I was here at this office when I interviewed Lisa Rendall, a woman who was a former radio personality in Saskatoon and had garnered massive respect for her efforts in raising money for cancer initiatives. I interviewed her over the phone one chilly day in January of 2011 as Lisa had just been named the 2011 CTV Saskatoon Citizen of the Year. I wanted to talk to her about it because Lisa originally came from the Loreburn area. She was a great interview, which is saying something because at the time, Rendall was in her own hard-fought battle against cancer. I was there a couple months later in March to see Lisa be given her award in Saskatoon, but it was obvious that the clock was running out. In the end, the cancer won as Lisa passed in April of that year. I'm glad I got the chance to get to know her, limited time we had together. I'd be grateful again one year later, when I actually won an award for Best Feature Story for the article I wrote on Lisa. Life's funny that way.
I was here at this office when my coworkers and I found ourselves in a bizarre, unnecessary battle with the town council of Outlook in the spring of 2019. We wanted to ask the mayor and council some tough questions because members of the public had come to us time and time again, asking these kind of questions that seemingly had no answers at the time. Well, let's ask them ourselves! Phoned the mayor, he gave me his email address for me to send the questions to, we waited a couple of weeks, and when I asked for an update on them, I was instead emailed a motion that was introduced and carried at a meeting of council that said the Town was going to contact our higher-ups; essentially, "We're going to tell your bosses on you because you asked tough questions and we think that's mean!"
Five years later and I'm still laughing at that whole fiasco.
Change can be a good thing because it allows you the chance to try and reinvent yourself or modify the way you do things. That's what this move is really all about, as far as I'm concerned. My coworkers are moving; I'm not. That's because since I no longer technically work FOR this newspaper, I don't really need a new office. I'll be mainly working from home, unless I need to conduct an interview and I need a location for it.

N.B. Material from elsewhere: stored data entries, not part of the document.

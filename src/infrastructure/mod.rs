//! Infrastructure layer: I/O implementations and DI container
//!
//! This layer implements I/O boundary traits and wires up services.

pub mod di;
pub mod duo;
pub mod error;
pub mod traits;

pub use error::{ApiError, InfraError, InfraResult};
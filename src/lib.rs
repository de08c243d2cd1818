//! duo-admin: provision Duo admins and report user phones via the Admin API.
//!
//! Layers, innermost first:
//! - `domain`: records, outcomes, report rows
//! - `application`: credential loading, provisioning, batch/interactive drivers, reporter
//! - `infrastructure`: I/O boundary traits, the signed HTTP client, DI container
//! - `cli`: argument parsing, dispatch, terminal output

pub mod application;
pub mod cli;
pub mod config;
pub mod domain;
pub mod exitcode;
pub mod infrastructure;
pub mod util;
//! Dependency wiring

pub mod service_container;

pub use service_container::ServiceContainer;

Until then, I'll be working from the 'office' at home.
My life compared to that timeframe back in 2007 is very different today. I'm older, I'm wiser, and I see the world around me much differently. Still, when change comes around, it's natural to think about the past and all the "Remember when?" moments that you experienced.
These 17 years at this office location are ones that I'll remember forever. But it's time to make new ones, tell new stories, and forge new paths.
I'm still a news guy, and as far as I'm concerned, I don't see that changing anytime soon.
For this week, that's been the Ruttle Report.